[Assigned task]: Each line from the one that has "passes through untouched." through the end of the entries below must be written out exactly; leave out all other lines.

[Data to process]:

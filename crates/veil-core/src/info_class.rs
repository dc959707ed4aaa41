//! Information classes the engine reacts to.
//!
//! Values are the `PROCESSINFOCLASS` / `THREADINFOCLASS` enumerators of the
//! Windows x64 kernel. Anything not listed passes through untouched.

/// PROCESSINFOCLASS
pub mod process {
    pub const DEBUG_PORT: u64 = 7;
    pub const DEBUG_OBJECT_HANDLE: u64 = 30;
    pub const DEBUG_FLAGS: u64 = 31;
}

/// THREADINFOCLASS
pub mod thread {
    pub const HIDE_FROM_DEBUGGER: u64 = 17;
    pub const WOW64_CONTEXT: u64 = 29;

    /// Information length a user-mode caller must pass when setting
    /// `HIDE_FROM_DEBUGGER` through the substitute.
    pub const HIDE_FROM_DEBUGGER_LEN: u64 = 4;
}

[Solution below]:
//! Windows x64 kernel. Anything not listed passes through untouched.

/// PROCESSINFOCLASS
pub mod process {
    pub const DEBUG_PORT: u64 = 7;
    pub const DEBUG_OBJECT_HANDLE: u64 = 30;
    pub const DEBUG_FLAGS: u64 = 31;
}

/// THREADINFOCLASS
pub mod thread {
    pub const HIDE_FROM_DEBUGGER: u64 = 17;
    pub const WOW64_CONTEXT: u64 = 29;

    /// Information length a user-mode caller must pass when setting
    /// `HIDE_FROM_DEBUGGER` through the substitute.
    pub const HIDE_FROM_DEBUGGER_LEN: u64 = 4;
}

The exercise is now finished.